Bellingham’s airport is pulling passengers from northern Washington and about 62% of their passengers are from Canada. It seems that both Allegiant and Alaska feel there is more demand, flying passengers to Hawaii.
Last week, Alaska put out a press release, announcing that they would start seasonal service between Bellingham and Maui (OGG) starting in November. This is interesting, since Allegiant previously announced starting non-stop service from BLI to OGG in November as well.
Although both airlines might not be too happy with the added competition, the airport likes providing more options to their passengers.
“The Port is very excited about the new destinations being offered by Alaska Air (Maui), Horizon Air (Portland, OR), Frontier Airlines (Denver, CO) and Allegiant Air (Honolulu and Maui),” Daniel J. Zenk, Director of Aviation at Bellingham International Airport explained to AirlineReporter.com. “Each new destination offers more flexibility and convenience at a low cost to our customers. The Port of Bellingham is proud of our partnership with the airlines and their ability to provide this service.”
Neither airline is willing to call out the other by name, but it is obvious that Alaska knows who they will be competing with. From their press release:
Alaska Airlines’ unique service offers many benefits for customers including:
- Free carry-on bags
- Free advance seat selection
- First class seating
- Complimentary inflight water, soft drinks, coffee and tea
BLI recently opened a new terminal to help handle the increase of service. Photo from the Port of Bellingham.
See, Allegiant charges for carry-on bags, advance seat selection and drinks — they also only offer economy class seating. Even though Allegiant charges for these, the base-price for their flights will also most likely be cheaper and even after you add all the bells and whistles, they might still end up having a cost savings over Alaska.
Obviously, there is much more to choosing an airline than just cost and it will be interesting if cost or service will win out. Heck, there might be enough demand for both to succeed.

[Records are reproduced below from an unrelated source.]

//! Users projection for identity management read models.
//!
//! This projection builds tenant-isolated user read models from auth events.

use std::collections::HashSet;

use chrono::{DateTime, Utc};
use serde::{Deserialize, Serialize};

use forgeerp_auth::{
    Role, RoleAssigned, RoleRevoked, UserActivated, UserCreated, UserEvent, UserId,
    UserStatus, UserSuspended,
};
use forgeerp_core::TenantId;
use forgeerp_events::EventEnvelope;

use crate::read_model::TenantStore;

// ─────────────────────────────────────────────────────────────────────────────
// Read Model
// ─────────────────────────────────────────────────────────────────────────────

/// User read model for queries.
#[derive(Debug, Clone, Serialize, Deserialize)]
pub struct UserReadModel {
    pub user_id: UserId,
    pub tenant_id: TenantId,
    pub email: String,
    pub display_name: String,
    pub roles: Vec<String>,
    pub status: String,
    pub created_at: DateTime<Utc>,
    pub updated_at: DateTime<Utc>,
}

/// Effective permissions read model for a user.
#[derive(Debug, Clone, Serialize, Deserialize)]
pub struct EffectivePermissions {
    pub user_id: UserId,
    pub tenant_id: TenantId,
    pub roles: Vec<String>,
    pub permissions: Vec<String>,
}

// ─────────────────────────────────────────────────────────────────────────────
// Projection
// ─────────────────────────────────────────────────────────────────────────────

/// Projection that maintains user directory per tenant.
pub struct UsersProjection<S> {
    store: S,
}

impl<S> UsersProjection<S>
where
    S: TenantStore<UserId, UserReadModel>,
{
    pub fn new(store: S) -> Self {
        Self { store }
    }

    pub fn apply_envelope(
        &self,
        envelope: &EventEnvelope<serde_json::Value>,
    ) -> Result<(), anyhow::Error> {
        // Only process auth.user events
        if !envelope.aggregate_type().starts_with("auth.user") {
            return Ok(());
        }

        let event: UserEvent = serde_json::from_value(envelope.payload().clone())?;
        let tenant_id = envelope.tenant_id();

        match event {
            UserEvent::Created(e) => self.apply_created(tenant_id, e),
            UserEvent::RoleAssigned(e) => self.apply_role_assigned(tenant_id, e),
            UserEvent::RoleRevoked(e) => self.apply_role_revoked(tenant_id, e),
            UserEvent::Suspended(e) => self.apply_suspended(tenant_id, e),
            UserEvent::Activated(e) => self.apply_activated(tenant_id, e),
            // Password changes carry no query-facing field; the read model is untouched.
            UserEvent::PasswordChanged(_) => Ok(()),
        }
    }

    fn apply_created(&self, tenant_id: TenantId, e: UserCreated) -> Result<(), anyhow::Error> {
        let model = UserReadModel {
            user_id: e.user_id,
            tenant_id: e.tenant_id,
            email: e.email,
            display_name: e.display_name,
            roles: e.initial_roles.iter().map(|r| r.as_str().to_string()).collect(),
            status: UserStatus::Active.to_string(),
            created_at: e.occurred_at,
            updated_at: e.occurred_at,
        };
        self.store.upsert(tenant_id, e.user_id, model);
        Ok(())
    }

    fn apply_role_assigned(&self, tenant_id: TenantId, e: RoleAssigned) -> Result<(), anyhow::Error> {
        if let Some(mut model) = self.store.get(tenant_id, &e.user_id) {
            let role_str = e.role.as_str().to_string();
            if !model.roles.contains(&role_str) {
                model.roles.push(role_str);
            }
            model.updated_at = e.occurred_at;
            self.store.upsert(tenant_id, e.user_id, model);
        }
        Ok(())
    }

    fn apply_role_revoked(&self, tenant_id: TenantId, e: RoleRevoked) -> Result<(), anyhow::Error> {
        if let Some(mut model) = self.store.get(tenant_id, &e.user_id) {
            let role_str = e.role.as_str().to_string();
            model.roles.retain(|r| r != &role_str);
            model.updated_at = e.occurred_at;
            self.store.upsert(tenant_id, e.user_id, model);
        }
        Ok(())
    }

    fn apply_suspended(&self, tenant_id: TenantId, e: UserSuspended) -> Result<(), anyhow::Error> {
        if let Some(mut model) = self.store.get(tenant_id, &e.user_id) {
            model.status = UserStatus::Suspended.to_string();
            model.updated_at = e.occurred_at;
            self.store.upsert(tenant_id, e.user_id, model);
        }
        Ok(())
    }

    fn apply_activated(&self, tenant_id: TenantId, e: UserActivated) -> Result<(), anyhow::Error> {
        if let Some(mut model) = self.store.get(tenant_id, &e.user_id) {
            model.status = UserStatus::Active.to_string();
            model.updated_at = e.occurred_at;
            self.store.upsert(tenant_id, e.user_id, model);
        }
        Ok(())
    }

    /// Get a single user by ID.
    pub fn get(&self, tenant_id: TenantId, user_id: &UserId) -> Option<UserReadModel> {
        self.store.get(tenant_id, user_id)
    }

    /// List all users for a tenant.
    pub fn list(&self, tenant_id: TenantId) -> Vec<UserReadModel> {
        self.store.list(tenant_id)
    }

    /// Get a user by email (linear scan).
    pub fn get_by_email(&self, tenant_id: TenantId, email: &str) -> Option<UserReadModel> {
        let normalized = email.trim().to_lowercase();
        self.list(tenant_id)
            .into_iter()
            .find(|u| u.email == normalized)
    }

    /// Compute effective permissions for a user based on role-to-permission mapping.
    ///
    /// The `role_permissions` function maps a role name to its granted permissions.
    pub fn effective_permissions<F>(
        &self,
        tenant_id: TenantId,
        user_id: &UserId,
        role_permissions: F,
    ) -> Option<EffectivePermissions>
    where
        F: Fn(&str) -> Vec<String>,
    {
        let model = self.get(tenant_id, user_id)?;

        let mut all_permissions: HashSet<String> = HashSet::new();
        for role in &model.roles {
            for perm in role_permissions(role) {
                all_permissions.insert(perm);
            }
        }

        Some(EffectivePermissions {
            user_id: model.user_id,
            tenant_id: model.tenant_id,
            roles: model.roles,
            permissions: all_permissions.into_iter().collect(),
        })
    }
}

// ─────────────────────────────────────────────────────────────────────────────
// Default Role-to-Permission Mapping
// ─────────────────────────────────────────────────────────────────────────────

/// Default role-to-permission mapping for ForgeERP.
///
/// This provides a sensible default; production deployments can override this.
pub fn default_role_permissions(role: &str) -> Vec<String> {
    match role {
        "admin" => {
            // Admins get all permissions (wildcard)
            vec!["*".to_string()]
        }
        "manager" => vec![
            // Inventory
            "inventory.read".to_string(),
            "inventory.write".to_string(),
            // Products
            "products.read".to_string(),
            "products.write".to_string(),
            // Sales
            "sales.read".to_string(),
            "sales.write".to_string(),
            // Invoicing
            "invoices.read".to_string(),
            "invoices.write".to_string(),
            // Purchasing
            "purchases.read".to_string(),
            "purchases.write".to_string(),
            // Customers/Suppliers
            "parties.read".to_string(),
            "parties.write".to_string(),
            // Ledger (read-only for managers)
            "ledger.read".to_string(),
            // User management (limited)
            "admin.users.list".to_string(),
            "admin.users.read".to_string(),
        ],
        "accountant" => vec![
            // Read access to most things
            "inventory.read".to_string(),
            "products.read".to_string(),
            "sales.read".to_string(),
            "purchases.read".to_string(),
            "parties.read".to_string(),
            // Full ledger access
            "ledger.read".to_string(),
            "ledger.write".to_string(),
            // Invoicing
            "invoices.read".to_string(),
            "invoices.write".to_string(),
        ],
        "salesperson" => vec![
            // Customers and sales
            "parties.read".to_string(),
            "parties.write".to_string(),
            "products.read".to_string(),
            "sales.read".to_string(),
            "sales.write".to_string(),
            "invoices.read".to_string(),
        ],
        "warehouse" => vec![
            // Inventory operations
            "inventory.read".to_string(),
            "inventory.write".to_string(),
            "products.read".to_string(),
            // Purchasing (goods receipt)
            "purchases.read".to_string(),
            "purchases.write".to_string(),
        ],
        "user" => vec![
            // Basic read access
            "inventory.read".to_string(),
            "products.read".to_string(),
        ],
        _ => vec![], // Unknown roles get no permissions
    }
}

// ─────────────────────────────────────────────────────────────────────────────
// Tests
// ─────────────────────────────────────────────────────────────────────────────

#[cfg(test)]
mod tests {
    use super::*;
    use crate::read_model::InMemoryTenantStore;
    use forgeerp_auth::Role;
    use std::sync::Arc;
    use uuid::Uuid;

    fn make_envelope(
        tenant_id: TenantId,
        user_id: UserId,
        event: UserEvent,
    ) -> EventEnvelope<serde_json::Value> {
        let payload = serde_json::to_value(&event).unwrap();
        EventEnvelope::new(
            Uuid::now_v7(),
            tenant_id,
            forgeerp_core::AggregateId::from_uuid(*user_id.as_uuid()),
            "auth.user",
            1,
            payload,
        )
    }

    #[test]
    fn user_created_projection() {
        let store = Arc::new(InMemoryTenantStore::new());
        let projection = UsersProjection::new(store);

        let tenant_id = TenantId::new();
        let user_id = UserId::new();

        let event = UserEvent::Created(UserCreated {
            tenant_id,
            user_id,
            email: "alice@example.com".to_string(),
            display_name: "Alice Smith".to_string(),
            password_hash: "hash".to_string(),
            initial_roles: vec![Role::new("user")],
            occurred_at: Utc::now(),
        });

        let envelope = make_envelope(tenant_id, user_id, event);
        projection.apply_envelope(&envelope).unwrap();

        let user = projection.get(tenant_id, &user_id).unwrap();
        assert_eq!(user.email, "alice@example.com");
        assert_eq!(user.display_name, "Alice Smith");
        assert_eq!(user.roles, vec!["user"]);
        assert_eq!(user.status, "Active");
    }

    #[test]
    fn role_assignment_updates_projection() {
        let store = Arc::new(InMemoryTenantStore::new());
        let projection = UsersProjection::new(store);

        let tenant_id = TenantId::new();
        let user_id = UserId::new();
        let now = Utc::now();

        // Create user
        let create_event = UserEvent::Created(UserCreated {
            tenant_id,
            user_id,
            email: "bob@example.com".to_string(),
            display_name: "Bob".to_string(),
            password_hash: "hash".to_string(),
            initial_roles: vec![Role::new("user")],
            occurred_at: now,
        });
        projection
            .apply_envelope(&make_envelope(tenant_id, user_id, create_event))
            .unwrap();

        // Assign role
        let assign_event = UserEvent::RoleAssigned(RoleAssigned {
            tenant_id,
            user_id,
            role: Role::new("manager"),
            occurred_at: now,
        });
        projection
            .apply_envelope(&make_envelope(tenant_id, user_id, assign_event))
            .unwrap();

        let user = projection.get(tenant_id, &user_id).unwrap();
        assert!(user.roles.contains(&"user".to_string()));
        assert!(user.roles.contains(&"manager".to_string()));
    }

    #[test]
    fn suspension_updates_status() {
        let store = Arc::new(InMemoryTenantStore::new());
        let projection = UsersProjection::new(store);

        let tenant_id = TenantId::new();
        let user_id = UserId::new();
        let now = Utc::now();

        // Create user
        let create_event = UserEvent::Created(UserCreated {
            tenant_id,
            user_id,
            email: "carol@example.com".to_string(),
            display_name: "Carol".to_string(),
            password_hash: "hash".to_string(),
            initial_roles: vec![],
            occurred_at: now,
        });
        projection
            .apply_envelope(&make_envelope(tenant_id, user_id, create_event))
            .unwrap();

        // Suspend user
        let suspend_event = UserEvent::Suspended(UserSuspended {
            tenant_id,
            user_id,
            reason: "Policy violation".to_string(),
            occurred_at: now,
        });
        projection
            .apply_envelope(&make_envelope(tenant_id, user_id, suspend_event))
            .unwrap();

        let user = projection.get(tenant_id, &user_id).unwrap();
        assert_eq!(user.status, "Suspended");
    }

    #[test]
    fn effective_permissions_computed_correctly() {
        let store = Arc::new(InMemoryTenantStore::new());
        let projection = UsersProjection::new(store);

        let tenant_id = TenantId::new();
        let user_id = UserId::new();

        let event = UserEvent::Created(UserCreated {
            tenant_id,
            user_id,
            email: "dave@example.com".to_string(),
            display_name: "Dave".to_string(),
            password_hash: "hash".to_string(),
            initial_roles: vec![Role::new("manager"), Role::new("accountant")],
            occurred_at: Utc::now(),
        });

        projection
            .apply_envelope(&make_envelope(tenant_id, user_id, event))
            .unwrap();

        let effective = projection
            .effective_permissions(tenant_id, &user_id, default_role_permissions)
            .unwrap();

        // Manager has ledger.read, accountant has ledger.write
        assert!(effective.permissions.contains(&"ledger.read".to_string()));
        assert!(effective.permissions.contains(&"ledger.write".to_string()));
        // Both should be present
        assert!(effective.roles.contains(&"manager".to_string()));
        assert!(effective.roles.contains(&"accountant".to_string()));
    }

    #[test]
    fn tenant_isolation_enforced() {
        let store = Arc::new(InMemoryTenantStore::new());
        let projection = UsersProjection::new(store);

        let tenant_a = TenantId::new();
        let tenant_b = TenantId::new();
        let user_id = UserId::new();

        let event = UserEvent::Created(UserCreated {
            tenant_id: tenant_a,
            user_id,
            email: "eve@example.com".to_string(),
            display_name: "Eve".to_string(),
            password_hash: "hash".to_string(),
            initial_roles: vec![],
            occurred_at: Utc::now(),
        });

        projection
            .apply_envelope(&make_envelope(tenant_a, user_id, event))
            .unwrap();

        // User exists in tenant A
        assert!(projection.get(tenant_a, &user_id).is_some());

        // User does NOT exist in tenant B
        assert!(projection.get(tenant_b, &user_id).is_none());

        // List for tenant B is empty
        assert!(projection.list(tenant_b).is_empty());
    }
}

Allegiant is used to taking on other airlines and things do not seem any different in Bellingham. “The Allegiant business model is based on low-cost and value that stimulates new demand. This approach has led to 37 consecutive profitable quarters and will continue to help us grow,” Jessica Wheeler, Allegiant’s Public Relations Manager explained via email. “Our service in Bellingham has been very successful, and we are confident that all of our routes out of Bellingham will continue to attract new leisure travelers to our destinations.”
Alaska Airlines will start flying from Bellingham to Maui on November 8th using a Boeing 737-800, leaving at 3:00pm on Mon, Tue, Thu and Saturday. The return flight will be leaving at 11:00am from Maui on Tue, Wed, Fri and Sun. The airline will run the service through to winter until April 14th.
Allegiant will start flying from BLI to OGG on November 14th using a Boeing 757-200. At this point, the airline has not announced an official schedule.